As a follow up to the spec merging, fix some typos. Change-Id: I04d5d94456172ae89493f68a1f02b65a9f21f0c2
18 KiB
NUMA-aware live migration
https://blueprints.launchpad.net/nova/+spec/numa-aware-live-migration
When an instance with NUMA characteristics is live-migrated, those characteristics are not recalculated on the destination compute host. In the CPU pinning case, using the source host's pin mappings on the destination can lead to multiple instances being pinned to the same pCPUs. In the case of hugepage-backed instances, which are NUMA-localized, an instance needs to have its NUMA mapping recalculated on the destination compute host during a live migration.
Problem description
In the following paragraphs the term NUMA is incorrectly used to signify any guest characteristic that is expressed in the InstanceNUMATopology object, for example CPU pinning and hugepages. CPU pinning can be achieved without a guest NUMA topology, but because no better term than NUMA is available it will continue to be used.
The problem can best be described with three examples.
The first example is live migration with CPU pinning. An instance
with a dedicated
CPU policy and pinned CPUs is
live-migrated. Its pin mappings are naively copied over to the
destination host. This creates two problems. First, its pinned pCPUs
aren't properly claimed on the destination. This means that, should a
second instance with pinned CPUs land on the destination, both
instances' vCPUs could be pinned to the same pCPUs. Second, any existing
pin mappings on the destination are ignored. If another instance already
exists on the destination, both instances's vCPUs could be pinned to the
same pCPUs. In both cases, the dedicated
CPU policy is
violated, potentially leading to unpredictable performance
degradation.
The second example is instances with hugepages. There are two hosts, each with two NUMA nodes and 8 1GB hugepages per node. Two identical instances are booted on the two hosts. Their virtual NUMA topology is one virtual NUMA node and 8 1GB memory pages. They land on their respective host's NUMA node 0, consuming all 8 of its pages. One instance is live-migrated to the other host. The libvirt driver enforces strict NUMA affinity and does not regenerate the instance XML. Both instances end up on the hosts NUMA node 0, and the live-migrated instance fails to run.
The third example is an instance with a virtual NUMA topology (but without hugepages).
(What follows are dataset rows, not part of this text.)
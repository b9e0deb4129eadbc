//! CLI runner shared by the `asarpack` binary and integration tests.

use std::fs::Metadata;
use std::io::Write;
use std::path::Path;

use crate::blockmap::BlockMapTool;
use crate::cli::{self, Args, Commands};
use crate::config::{LinkMode, PackOptions, PathPattern};
use crate::error::PackError;
use crate::integrity::check_file_in_archive;
use crate::packager::create_asar_archive;
use crate::reader;
use crate::walk::Filter;

/// Installs the `tracing` subscriber. `RUST_LOG` wins over `--verbose`.
pub fn init_logging(verbose: bool) {
    use tracing_subscriber::EnvFilter;
    let default_level = if verbose { "debug" } else { "info" };
    let filter = EnvFilter::try_from_default_env().unwrap_or_else(|_| EnvFilter::new(default_level));
    let _ = tracing_subscriber::fmt().with_env_filter(filter).with_writer(std::io::stderr).try_init();
}

/// Public entry for running CLI logic.
pub fn run_cli_app() -> Result<(), Box<dyn std::error::Error>> {
    let args = cli::run()?;
    init_logging(args.verbose);
    execute(args)
}

pub fn execute(args: Args) -> Result<(), Box<dyn std::error::Error>> {
    match args.command {
        Commands::Pack {
            src,
            output,
            ordering,
            unpack,
            unpack_dir,
            exclude,
            smart_unpack,
            extra_metadata,
            hard_links,
            concurrency,
        } => {
            let mut unpack_globs = unpack;
            unpack_globs.extend(cli::dir_globs_to_file_globs(&unpack_dir));
            let unpack = if unpack_globs.is_empty() { None } else { Some(PathPattern::new(&unpack_globs)?) };

            let extra_metadata = match extra_metadata {
                Some(path) => {
                    let raw = std::fs::read(&path).map_err(|e| PackError::io(e, &path))?;
                    Some(serde_json::from_slice(&raw).map_err(|source| PackError::Json { source, path })?)
                }
                None => None,
            };

            let options = PackOptions {
                ordering,
                smart_unpack,
                unpack,
                extra_metadata,
                link_mode: LinkMode::from_env(hard_links),
                concurrency,
                ..PackOptions::default()
            };

            let exclude_filter = exclude_filter(&src, &exclude)?;
            let summary = create_asar_archive(&src, &output, options, exclude_filter.as_deref())?;
            println!(
                "Packed {} files ({} bytes), unpacked {} files → {}",
                summary.packed_files,
                summary.payload_size,
                summary.unpacked_files,
                output.display()
            );
        }
        Commands::Check { archive, entry } => {
            check_file_in_archive(&archive, &entry, "Application entry file")?;
            println!("OK: \"{}\" in \"{}\"", entry, archive.display());
        }
        Commands::List { archive } => {
            for path in reader::list_package(&archive)? {
                println!("{path}");
            }
        }
        Commands::Cat { archive, entry } => {
            let data = reader::read_file(&archive, &entry)?;
            let mut stdout = std::io::stdout().lock();
            stdout.write_all(&data)?;
            stdout.flush()?;
        }
        Commands::Blockmap { file, tool, append } => {
            let tool = BlockMapTool::new(tool);
            let info = if append { tool.append(&file)? } else { tool.create(&file)? };
            println!("{}", serde_json::to_string_pretty(&info)?);
        }
    }

    Ok(())
}

/// Builds a walk filter dropping every path matched by `globs`.
fn exclude_filter(src: &Path, globs: &[String]) -> Result<Option<Box<Filter>>, PackError> {
    if globs.is_empty() {
        return Ok(None);
    }
    let pattern = PathPattern::new(globs)?;
    let src = src.to_path_buf();
    let filter = move |path: &Path, _: &Metadata| {
        let relative = path.strip_prefix(&src).unwrap_or(path);
        !pattern.is_match(relative)
    };
    let filter: Box<Filter> = Box::new(filter);
    Ok(Some(filter))
}
use assert_cmd::prelude::*;
use predicates::prelude::*;
use std::fs;
use std::process::Command;
use tempfile::tempdir;

#[test]
fn test_cli_pack_list_check_cat_cycle() -> Result<(), Box<dyn std::error::Error>> {
    // 1. Setup: a small application directory
    let dir = tempdir()?;
    let src = dir.path().join("app");
    fs::create_dir_all(src.join("lib"))?;
    fs::create_dir_all(src.join("docs"))?;
    fs::write(src.join("package.json"), r#"{"name":"app","main":"index.js"}"#)?;
    fs::write(src.join("index.js"), "require('./lib/util')")?;
    fs::write(src.join("lib/util.js"), "module.exports = 42")?;
    fs::write(src.join("docs/guide.md"), "# guide")?;
    let archive = dir.path().join("out/app.asar");

    // 2. Pack, leaving docs out
    let mut cmd = Command::cargo_bin("asarpack")?;
    cmd.arg("pack").arg(&src).arg("-o").arg(&archive).arg("--exclude").arg("docs");
    cmd.assert().success().stdout(predicate::str::contains("Packed 3 files"));
    assert!(archive.exists());

    // 3. List
    let mut cmd = Command::cargo_bin("asarpack")?;
    cmd.arg("list").arg(&archive);
    cmd.assert().success().stdout(
        predicate::str::contains("/lib/util.js")
            .and(predicate::str::contains("/package.json"))
            .and(predicate::str::contains("docs").not()),
    );

    // 4. Check the entry point
    let mut cmd = Command::cargo_bin("asarpack")?;
    cmd.arg("check").arg(&archive).arg("index.js");
    cmd.assert().success();

    // 5. Print a packed file
    let mut cmd = Command::cargo_bin("asarpack")?;
    cmd.arg("cat").arg(&archive).arg("lib/util.js");
    cmd.assert().success().stdout("module.exports = 42");

    Ok(())
}

#[test]
fn test_cli_check_missing_entry_fails() -> Result<(), Box<dyn std::error::Error>> {
    let dir = tempdir()?;
    let src = dir.path().join("app");
    fs::create_dir_all(&src)?;
    fs::write(src.join("index.js"), "1")?;
    let archive = dir.path().join("app.asar");

    Command::cargo_bin("asarpack")?
        .arg("pack")
        .arg(&src)
        .arg("--output")
        .arg(&archive)
        .assert()
        .success();

    Command::cargo_bin("asarpack")?
        .arg("check")
        .arg(&archive)
        .arg("main.js")
        .assert()
        .failure()
        .stderr(predicate::str::contains("\"main.js\"").and(predicate::str::contains("does not exist.")));

    Ok(())
}

#[test]
fn test_cli_unpack_flag_writes_mirror() -> Result<(), Box<dyn std::error::Error>> {
    let dir = tempdir()?;
    let src = dir.path().join("app");
    fs::create_dir_all(src.join("assets"))?;
    fs::write(src.join("assets/icon.png"), [0x89, b'P', b'N', b'G'])?;
    fs::write(src.join("index.js"), "1")?;
    let archive = dir.path().join("app.asar");

    Command::cargo_bin("asarpack")?
        .env_remove("CI")
        .env_remove("USE_HARD_LINKS")
        .args(["pack", "--unpack", "*.png", "-o"])
        .arg(&archive)
        .arg(&src)
        .assert()
        .success()
        .stdout(predicate::str::contains("unpacked 1 files"));

    assert_eq!(fs::read(dir.path().join("app.asar.unpacked/assets/icon.png"))?, vec![0x89, b'P', b'N', b'G']);
    Ok(())
}

#[test]
fn test_cli_missing_source_reports_error() {
    let dir = tempdir().unwrap();
    Command::cargo_bin("asarpack")
        .unwrap()
        .arg("pack")
        .arg(dir.path().join("nope"))
        .arg("-o")
        .arg(dir.path().join("x.asar"))
        .assert()
        .failure()
        .stderr(predicate::str::contains("Error:"));
}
If an instance affined to its host's NUMA node 2 is live migrated to a host with only two NUMA nodes, and thus without a NUMA node 2, it will fail to run.
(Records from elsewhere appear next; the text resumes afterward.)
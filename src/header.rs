//! # Archive Header
//!
//! An archive is laid out as:
//!
//! 1. **Size record**: a pickle holding one `u32`, the byte length of the header record.
//! 2. **Header record**: a pickle holding one string, the JSON node tree.
//! 3. **Payload**: the bytes of every packed file, concatenated in processing order.
//!
//! A pickle is a little-endian `u32` payload length followed by the payload.
//! Strings inside a pickle are a `u32` length, the bytes, then zero padding up
//! to a 4-byte boundary. Node offsets count from the start of the payload.

use std::path::{Component, Path};

use indexmap::IndexMap;
use serde::{Deserialize, Serialize};

use crate::error::HeaderError;

/// Size of the leading size record (pickle length + `u32`).
pub const SIZE_RECORD_LEN: usize = 8;

/// Largest file that can be described by a node.
pub const MAX_PACKED_FILE_SIZE: u64 = u32::MAX as u64;

/// Write side of the record framing.
#[derive(Debug, Default)]
pub struct Pickle {
    payload: Vec<u8>,
}

impl Pickle {
    pub fn new() -> Self {
        Self::default()
    }

    pub fn write_u32(&mut self, value: u32) {
        self.payload.extend_from_slice(&value.to_le_bytes());
    }

    /// Writes a length-prefixed string padded to the 4-byte boundary.
    ///
    /// Returns `None` when the string does not fit the `u32` length field.
    pub fn write_string(&mut self, value: &str) -> Option<()> {
        let len = u32::try_from(value.len()).ok()?;
        self.write_u32(len);
        self.payload.extend_from_slice(value.as_bytes());
        let padding = (4 - value.len() % 4) % 4;
        self.payload.extend(std::iter::repeat(0u8).take(padding));
        Some(())
    }

    /// Consumes the pickle, prefixing the payload length.
    pub fn into_bytes(self) -> Option<Vec<u8>> {
        let len = u32::try_from(self.payload.len()).ok()?;
        let mut out = Vec::with_capacity(4 + self.payload.len());
        out.extend_from_slice(&len.to_le_bytes());
        out.extend_from_slice(&self.payload);
        Some(out)
    }
}

/// Read side of the record framing.
pub struct PickleReader<'a> {
    payload: &'a [u8],
    pos: usize,
}

impl<'a> PickleReader<'a> {
    /// Validates the payload length prefix of `buf`.
    pub fn new(buf: &'a [u8]) -> Result<Self, HeaderError> {
        let declared = read_u32_le(buf, 0).ok_or(HeaderError::Truncated)? as usize;
        let payload = buf.get(4..4 + declared).ok_or(HeaderError::Truncated)?;
        Ok(Self { payload, pos: 0 })
    }

    pub fn read_u32(&mut self) -> Result<u32, HeaderError> {
        let value = read_u32_le(self.payload, self.pos)
            .ok_or_else(|| HeaderError::Malformed("record ends inside an integer".into()))?;
        self.pos += 4;
        Ok(value)
    }

    pub fn read_string(&mut self) -> Result<&'a str, HeaderError> {
        let len = self.read_u32()? as usize;
        let bytes = self
            .payload
            .get(self.pos..self.pos + len)
            .ok_or_else(|| HeaderError::Malformed("record ends inside a string".into()))?;
        self.pos += len + (4 - len % 4) % 4;
        std::str::from_utf8(bytes).map_err(|e| HeaderError::Malformed(e.to_string()))
    }
}

fn read_u32_le(buf: &[u8], at: usize) -> Option<u32> {
    let bytes: [u8; 4] = buf.get(at..at + 4)?.try_into().ok()?;
    Some(u32::from_le_bytes(bytes))
}

/// One record of the header's lookup tree.
///
/// Directories carry `files`, packed files carry `offset`, symlinks carry `link`.
#[derive(Serialize, Deserialize, Debug, Clone, Default, PartialEq)]
pub struct Node {
    #[serde(default, skip_serializing_if = "Option::is_none")]
    pub files: Option<IndexMap<String, Node>>,
    #[serde(default, skip_serializing_if = "Option::is_none")]
    pub size: Option<u64>,
    /// Decimal string so offsets beyond 2^53 survive JSON readers.
    #[serde(default, skip_serializing_if = "Option::is_none", with = "offset_string")]
    pub offset: Option<u64>,
    #[serde(default, skip_serializing_if = "is_false")]
    pub unpacked: bool,
    #[serde(default, skip_serializing_if = "is_false")]
    pub executable: bool,
    #[serde(default, skip_serializing_if = "Option::is_none")]
    pub link: Option<String>,
}

fn is_false(value: &bool) -> bool {
    !*value
}

mod offset_string {
    use serde::{de, Deserialize, Deserializer, Serializer};

    pub fn serialize<S: Serializer>(value: &Option<u64>, serializer: S) -> Result<S::Ok, S::Error> {
        match value {
            Some(v) => serializer.serialize_str(&v.to_string()),
            None => serializer.serialize_none(),
        }
    }

    #[derive(Deserialize)]
    #[serde(untagged)]
    enum Raw {
        Text(String),
        Number(u64),
    }

    pub fn deserialize<'de, D: Deserializer<'de>>(deserializer: D) -> Result<Option<u64>, D::Error> {
        match Option::<Raw>::deserialize(deserializer)? {
            None => Ok(None),
            Some(Raw::Number(n)) => Ok(Some(n)),
            Some(Raw::Text(s)) => s.parse().map(Some).map_err(de::Error::custom),
        }
    }
}

impl Node {
    pub fn directory() -> Self {
        Self { files: Some(IndexMap::new()), ..Self::default() }
    }

    pub fn is_directory(&self) -> bool {
        self.files.is_some()
    }
}

/// Splits an archive-relative path into names, ignoring `.` and separators.
pub(crate) fn relative_names(relative: &Path) -> Vec<String> {
    relative
        .components()
        .filter_map(|c| match c {
            Component::Normal(name) => Some(name.to_string_lossy().into_owned()),
            _ => None,
        })
        .collect()
}

/// In-memory node tree plus the running payload offset.
#[derive(Debug, Clone)]
pub struct Filesystem {
    header: Node,
    offset: u64,
}

impl Default for Filesystem {
    fn default() -> Self {
        Self::new()
    }
}

impl Filesystem {
    pub fn new() -> Self {
        Self { header: Node::directory(), offset: 0 }
    }

    pub fn header(&self) -> &Node {
        &self.header
    }

    /// Next free byte of the payload region.
    pub fn offset(&self) -> u64 {
        self.offset
    }

    /// Claims `size` bytes of payload and returns where they start.
    pub fn allocate(&mut self, size: u64) -> u64 {
        let start = self.offset;
        self.offset += size;
        start
    }

    /// Returns the node at `relative`, creating it and any missing parents.
    pub fn node_mut(&mut self, relative: &Path) -> &mut Node {
        let mut node = &mut self.header;
        for name in relative_names(relative) {
            node = node.files.get_or_insert_with(IndexMap::new).entry(name).or_default();
        }
        node
    }

    pub fn node(&self, relative: &Path) -> Option<&Node> {
        let mut node = &self.header;
        for name in relative_names(relative) {
            node = node.files.as_ref()?.get(&name)?;
        }
        Some(node)
    }

    /// Registers a directory, keeping any children it already has.
    pub fn insert_directory(&mut self, relative: &Path, unpacked: bool) -> &mut Node {
        let node = self.node_mut(relative);
        node.files.get_or_insert_with(IndexMap::new);
        if unpacked {
            node.unpacked = true;
        }
        node
    }

    /// Whether the directory at `relative` is marked unpacked. The root never is.
    pub fn is_unpacked_dir(&self, relative: &Path) -> bool {
        self.node(relative).is_some_and(|n| n.unpacked)
    }

    /// Serializes the tree into the size record followed by the header record.
    pub fn encode_header(&self) -> Result<(Vec<u8>, Vec<u8>), crate::error::PackError> {
        let json = serde_json::to_string(&self.header)
            .map_err(|source| crate::error::PackError::Json { source, path: "<header>".into() })?;
        let too_large = || crate::error::PackError::HeaderTooLarge(json.len());

        let mut header_pickle = Pickle::new();
        header_pickle.write_string(&json).ok_or_else(too_large)?;
        let header_buf = header_pickle.into_bytes().ok_or_else(too_large)?;

        let mut size_pickle = Pickle::new();
        size_pickle.write_u32(u32::try_from(header_buf.len()).map_err(|_| too_large())?);
        let size_buf = size_pickle.into_bytes().ok_or_else(too_large)?;
        Ok((size_buf, header_buf))
    }
}

/// Parses the header record out of the bytes following the size record.
pub fn decode_header(header_buf: &[u8]) -> Result<Node, HeaderError> {
    let mut reader = PickleReader::new(header_buf)?;
    let json = reader.read_string()?;
    Ok(serde_json::from_str(json)?)
}

/// Reads the header record length from the size record.
pub fn decode_size_record(size_buf: &[u8]) -> Result<u32, HeaderError> {
    PickleReader::new(size_buf)?.read_u32()
}

#[cfg(test)]
mod tests {
    use super::*;
    use std::path::PathBuf;

    #[test]
    fn string_pickle_is_padded() {
        let mut pickle = Pickle::new();
        pickle.write_string("abcde").unwrap();
        let bytes = pickle.into_bytes().unwrap();
        // payload = 4 (len) + 5 (bytes) + 3 (pad)
        assert_eq!(&bytes[..4], &12u32.to_le_bytes());
        assert_eq!(&bytes[4..8], &5u32.to_le_bytes());
        assert_eq!(&bytes[8..13], b"abcde");
        assert_eq!(&bytes[13..], &[0, 0, 0]);
    }

    #[test]
    fn size_record_describes_header_record() {
        let mut fs = Filesystem::new();
        fs.node_mut(Path::new("index.js")).size = Some(3);
        let (size_buf, header_buf) = fs.encode_header().unwrap();
        assert_eq!(size_buf.len(), SIZE_RECORD_LEN);
        assert_eq!(decode_size_record(&size_buf).unwrap() as usize, header_buf.len());
        assert_eq!(decode_header(&header_buf).unwrap(), *fs.header());
    }

    #[test]
    fn offsets_serialize_as_strings() {
        let node = Node { size: Some(10), offset: Some(1 << 40), ..Node::default() };
        let json = serde_json::to_string(&node).unwrap();
        assert_eq!(json, r#"{"size":10,"offset":"1099511627776"}"#);
        let back: Node = serde_json::from_str(&json).unwrap();
        assert_eq!(back, node);
        let numeric: Node = serde_json::from_str(r#"{"size":1,"offset":7}"#).unwrap();
        assert_eq!(numeric.offset, Some(7));
    }

    #[test]
    fn node_mut_creates_parents_in_insertion_order() {
        let mut fs = Filesystem::new();
        fs.insert_directory(Path::new("b"), false);
        fs.insert_directory(Path::new("a"), true);
        fs.node_mut(&PathBuf::from("a").join("x.bin")).size = Some(1);
        let names: Vec<&String> = fs.header().files.as_ref().unwrap().keys().collect();
        assert_eq!(names, vec!["b", "a"]);
        assert!(fs.is_unpacked_dir(Path::new("a")));
        assert!(!fs.is_unpacked_dir(Path::new("")));
        assert!(fs.node(Path::new("a/x.bin")).is_some());
    }

    #[test]
    fn allocate_advances_monotonically() {
        let mut fs = Filesystem::new();
        assert_eq!(fs.allocate(5), 0);
        assert_eq!(fs.allocate(0), 5);
        assert_eq!(fs.allocate(7), 5);
        assert_eq!(fs.offset(), 12);
    }

    #[test]
    fn truncated_records_are_rejected() {
        assert!(matches!(decode_size_record(&[4, 0, 0]), Err(HeaderError::Truncated)));
        let mut pickle = Pickle::new();
        pickle.write_string("{}").unwrap();
        let bytes = pickle.into_bytes().unwrap();
        assert!(decode_header(&bytes[..bytes.len() - 2]).is_err());
    }
}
The first two of these examples are known bugs [1] [2].
Use Cases
As a cloud administrator, I want to live migrate instances with CPU pinning without the pin mappings overlapping on the destination compute host.
As a cloud administrator, I want live migration of hugepage-backed instances to work and for the instances to successfully run on the destination compute host.
As a cloud administrator, I want live migration of instances with an explicit NUMA topology to work and for the instances to successfully run on the destination compute host.
Proposed change
Currently, the scheduler does not claim any NUMA resources. While work has started to model NUMA topologies as resources providers in placement [3], this spec intentionally ignores that work and does not depend on it. Instead, the current method of claiming NUMA resources will continue to be used. Specifically, NUMA resources will continue to be claimed by the compute host's resource tracker.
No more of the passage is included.